Boggs is a bit of a peculiar animal. He was the subject of a lot of hype in the 1980s and well into the ‘90s as well, much of which was deserved. Obviously, there’ve been a lot of great hitters in the last 25 years, and I’d be surprised to see such a list without Boggs on it. He just has to be there, right? I think he does, and it’s for reasons of that good old-fashioned consistency. There are many great numbers associated with Boggs’ career, but I say the most important was his average. He retired after 18 seasons with a career average of .328, which is impressive by itself, and it’s also the second-highest (Gwynn) of retired players on our list. Ichiro Suzuki and Albert Pujols have slightly higher averages than Boggs, but haven’t yet added those tapering-off later years to their career numbers.
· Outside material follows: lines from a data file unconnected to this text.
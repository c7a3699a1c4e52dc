//! Asynchronous wait support.
//!
//! `epoll_wait` cannot be made to yield, so the async path moves it off the
//! calling task. Each handle lazily starts one worker thread that owns a
//! duplicate of the table descriptor (sharing the same kernel table) and
//! serves wait requests sent over a channel. The task that issued a request
//! is suspended on a oneshot receiver and woken by the worker when the
//! syscall returns; decoding against the registry happens back on the task.
//!
//! The worker never blocks on the table itself. It blocks on a private
//! epoll instance watching the table and an `eventfd`, and only drains the
//! table once the request is still wanted. Dropping a pending future or the
//! worker raises the `eventfd`, so an abandoned wait never consumes events
//! and never outlives the handle.

use crate::epoll::{Epoll, wait_error};
use crate::error::Result;
use crate::event::Event;
use crate::events::{Events, Op};
use crate::sys;

use futures::FutureExt;
use futures::channel::oneshot;
use libc::epoll_event;
use std::future::Future;
use std::io;
use std::os::unix::io::{AsRawFd, BorrowedFd, OwnedFd, RawFd};
use std::pin::Pin;
use std::sync::Arc;
use std::sync::atomic::{AtomicBool, Ordering};
use std::sync::mpsc::{self, Receiver, Sender};
use std::task::{Context, Poll};
use std::thread::{self, JoinHandle};
use std::time::{Duration, Instant};

type Reply = io::Result<Vec<epoll_event>>;

struct Request {
    capacity: usize,
    timeout: Option<Duration>,
    reply: oneshot::Sender<Reply>,
}

/// Wakes the worker out of its blocking wait.
struct Interrupt {
    event: OwnedFd,
    shutdown: AtomicBool,
}

impl Interrupt {
    fn raise(&self) {
        if let Err(err) = sys::notify(self.event.as_raw_fd()) {
            tracing::warn!(eventfd = self.event.as_raw_fd(), "cannot interrupt wait worker: {err}");
        }
    }

    fn is_shutdown(&self) -> bool {
        self.shutdown.load(Ordering::Acquire)
    }
}

/// Handle to the blocking worker of one multiplexer.
///
/// Dropping it stops the worker and joins the thread, so every descriptor
/// the worker holds is closed once the drop returns.
pub(crate) struct WaitWorker {
    transmitter: Option<Sender<Request>>,
    interrupt: Arc<Interrupt>,
    thread: Option<JoinHandle<()>>,
}

impl WaitWorker {
    pub(crate) fn spawn(table: BorrowedFd<'_>) -> io::Result<Self> {
        let interrupt = Arc::new(Interrupt {
            event: sys::eventfd()?,
            shutdown: AtomicBool::new(false),
        });

        let blocking = Blocking {
            table: table.try_clone_to_owned()?,
            watch: sys::create(true)?,
            interrupt: Arc::clone(&interrupt),
        };
        blocking.observe(blocking.table.as_raw_fd())?;
        blocking.observe(interrupt.event.as_raw_fd())?;

        let (transmitter, receiver) = mpsc::channel::<Request>();

        let thread = thread::Builder::new()
            .name("epoll-wait".to_string())
            .spawn(move || blocking.run(receiver))?;

        Ok(Self {
            transmitter: Some(transmitter),
            interrupt,
            thread: Some(thread),
        })
    }

    fn submit(
        &self,
        capacity: usize,
        timeout: Option<Duration>,
    ) -> Option<oneshot::Receiver<Reply>> {
        let (reply, receiver) = oneshot::channel();

        self.transmitter
            .as_ref()?
            .send(Request {
                capacity,
                timeout,
                reply,
            })
            .ok()?;

        Some(receiver)
    }

    /// Makes the worker re-check whether its current request is still wanted.
    pub(crate) fn interrupt(&self) {
        self.interrupt.raise();
    }
}

impl Drop for WaitWorker {
    fn drop(&mut self) {
        self.interrupt.shutdown.store(true, Ordering::Release);
        self.transmitter.take();
        self.interrupt.raise();

        if let Some(thread) = self.thread.take() {
            if thread.join().is_err() {
                tracing::warn!("epoll wait worker panicked");
            }
        }
    }
}

/// State owned by the worker thread.
struct Blocking {
    table: OwnedFd,
    watch: OwnedFd,
    interrupt: Arc<Interrupt>,
}

impl Blocking {
    fn observe(&self, fd: RawFd) -> io::Result<()> {
        sys::ctl(
            self.watch.as_raw_fd(),
            Op::Add.raw(),
            fd,
            Events::READABLE.bits(),
        )
    }

    fn run(self, requests: Receiver<Request>) {
        for request in requests {
            if self.interrupt.is_shutdown() {
                break;
            }

            // The future was dropped before its turn came.
            if request.reply.is_canceled() {
                continue;
            }

            let result = match self.serve(&request) {
                Ok(Some(events)) => Ok(events),
                Ok(None) => {
                    tracing::trace!(table = self.table.as_raw_fd(), "pending wait canceled");
                    continue;
                }
                Err(err) => Err(err),
            };

            if let Err(unclaimed) = request.reply.send(result) {
                let dropped = unclaimed.map(|events| events.len()).unwrap_or(0);
                tracing::debug!(dropped, "wait future dropped while its reply was in flight");
            }
        }

        tracing::trace!(table = self.table.as_raw_fd(), "epoll wait worker exiting");
    }

    /// Blocks until the table has events, the timeout elapses, or the request
    /// is abandoned. `None` means abandoned; nothing was taken from the table.
    fn serve(&self, request: &Request) -> io::Result<Option<Vec<epoll_event>>> {
        let deadline = request.timeout.map(|timeout| Instant::now().checked_add(timeout));
        let wakeup = self.interrupt.event.as_raw_fd();
        let mut signals = Vec::with_capacity(2);

        loop {
            if self.interrupt.is_shutdown() {
                return Ok(None);
            }

            let remaining = deadline.map(|deadline| match deadline {
                Some(deadline) => deadline.saturating_duration_since(Instant::now()),
                None => Duration::MAX,
            });

            sys::wait(self.watch.as_raw_fd(), &mut signals, remaining)?;
            if signals.is_empty() {
                return Ok(Some(Vec::new()));
            }

            let mut table_ready = false;
            for signal in &signals {
                let key = signal.u64;
                if key == wakeup as u64 {
                    sys::drain(wakeup)?;
                } else {
                    table_ready = true;
                }
            }

            if self.interrupt.is_shutdown() || request.reply.is_canceled() {
                return Ok(None);
            }

            if table_ready {
                let mut buffer = Vec::with_capacity(request.capacity);
                sys::wait(self.table.as_raw_fd(), &mut buffer, Some(Duration::ZERO))?;

                if !buffer.is_empty() {
                    return Ok(Some(buffer));
                }
            }

            if remaining == Some(Duration::ZERO) {
                return Ok(Some(Vec::new()));
            }
        }
    }
}

/// Future returned by [`Epoll::wait_async`].
///
/// Resolves to the same result as [`Epoll::wait`]. Preconditions are checked
/// on the first poll, before anything is handed to the worker.
#[must_use = "futures do nothing unless polled"]
pub struct WaitFuture<'a, T: ?Sized> {
    epoll: &'a Epoll<T>,
    timeout: Option<Duration>,
    table: RawFd,
    pending: Option<oneshot::Receiver<Reply>>,
    completed: bool,
}

impl<'a, T: ?Sized> WaitFuture<'a, T> {
    pub(crate) fn new(epoll: &'a Epoll<T>, timeout: Option<Duration>) -> Self {
        Self {
            epoll,
            timeout,
            table: -1,
            pending: None,
            completed: false,
        }
    }

    fn submit(&mut self) -> Result<oneshot::Receiver<Reply>> {
        let epoll = self.epoll;
        let (table, capacity) = epoll.prepare_wait()?;
        self.table = table.as_raw_fd();

        epoll
            .worker()?
            .submit(capacity, self.timeout)
            .ok_or_else(|| wait_error(self.table, worker_gone()))
    }
}

impl<T: ?Sized> Future for WaitFuture<'_, T> {
    type Output = Result<Vec<Event<T>>>;

    fn poll(mut self: Pin<&mut Self>, cx: &mut Context<'_>) -> Poll<Self::Output> {
        let this = self.as_mut().get_mut();
        assert!(!this.completed, "WaitFuture polled after completion");

        let mut receiver = match this.pending.take() {
            Some(receiver) => receiver,
            None => match this.submit() {
                Ok(receiver) => receiver,
                Err(err) => {
                    this.completed = true;
                    return Poll::Ready(Err(err));
                }
            },
        };

        let reply = match receiver.poll_unpin(cx) {
            Poll::Pending => {
                this.pending = Some(receiver);
                return Poll::Pending;
            }
            Poll::Ready(reply) => reply,
        };

        this.completed = true;

        let result = match reply {
            Ok(Ok(raw)) => Ok(this.epoll.decode(&raw)),
            Ok(Err(source)) => Err(wait_error(this.table, source)),
            Err(oneshot::Canceled) => Err(wait_error(this.table, worker_gone())),
        };

        Poll::Ready(result)
    }
}

impl<T: ?Sized> Drop for WaitFuture<'_, T> {
    fn drop(&mut self) {
        // Release the receiver first so the worker sees the request as canceled.
        if self.pending.take().is_some() {
            tracing::trace!(table = self.table, "wait future dropped while the worker is waiting");

            if let Some(worker) = self.epoll.running_worker() {
                worker.interrupt();
            }
        }
    }
}

fn worker_gone() -> io::Error {
    io::Error::other("epoll wait worker stopped")
}
//! Readiness multiplexing over Linux `epoll`.
//!
//! This crate wraps one kernel readiness table per [`Epoll`] handle and keeps
//! a typed mirror of its interest list, so the tokens handed to the kernel
//! are always alive when the kernel reports them back.
//!
//! # Architecture
//!
//! - **Epoll**: owns the table descriptor, the registry and the wait worker
//! - **Registry**: descriptor → (mask, `Arc` token), updated only after the
//!   kernel accepted a change
//! - **Events / Op**: interest and readiness masks, control verbs
//! - **Event**: one `(token, mask)` pair produced by a wait
//! - **WaitFuture**: async wait that moves the blocking syscall to a worker
//!   thread and resumes the calling task when it returns
//! - **EpollBuilder**: fluent configuration (buffer cap, close-on-exec)
//!
//! Only Linux (and Android) provide epoll.

mod builder;
mod epoll;
mod error;
mod event;
mod events;
mod registry;
mod sys;
mod wait;

pub use builder::{DEFAULT_MAX_EVENTS, EpollBuilder};
pub use epoll::Epoll;
pub use error::{Error, Result};
pub use event::Event;
pub use events::{Events, Op};
pub use wait::WaitFuture;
But Boggs’ ability to make contact, to put the ball in play with such regularity makes the hype over him stand up on its own. In 18 seasons, Boggs hit .300 or better in 15 of them. In those that he did not, 1992 (.259), 1997 (.292), and 1998 (.280), he still hit the ball pretty well. I mean, what other professional baseball player can you think of who hit .259 in the worst year of his career? It was also his 11th and final year in a Boston uniform, so the argument could be made that he was under stress about his future. He came close to getting Rookie of the Year in 1982, and he nearly nabbed an MVP in ’85. He did, however, make 12 consecutive All-Star games in his time, and bat for .301 in his final year in baseball. Across those 18 years, 578 of his 3,010 hits were doubles, 61 were triples, 118 left the park, and he brought home over 1000 runs. So Boggs didn’t have the power and the versatility per se of some of the other chaps we’ve examined, but he was one of the best at routinely putting some wood on the ball, and getting on base after doing so.

--Bankmeister

7. Ichiro Suzuki



Suzuki has played no fewer than 157 games per season over the course of his career. He hasn’t seen fewer than 161 since 2004. And, mind you, this small fellow will turn 36 in October.

It’s that regularity and durability that has enabled Ichiro to be so damned good at what he does: hit singles with metronomic regularity. (Lest anyone try and devalue him as merely a slaptastic Vince Coleman type, remember that legions of his teammates have attested to his power, which they all claim is something he can unleash on a whim. He evidently just doesn’t choose to hit home runs—which is weird, but so is Ichiro.) When we were drafting these, No. 7 mentioned that, if he had played his entire career in the states instead of spending his first several years in Japan, he would have already long supplanted Pete Rose as the all-time hit king. Maybe that’s because, since he showed up stateside in 2001, he has made more than 200base hits every single year, including a 2004 campaign wherein he set the all-time record with 262. He also batted .372 that season, and hilariously had over 700 at-bats.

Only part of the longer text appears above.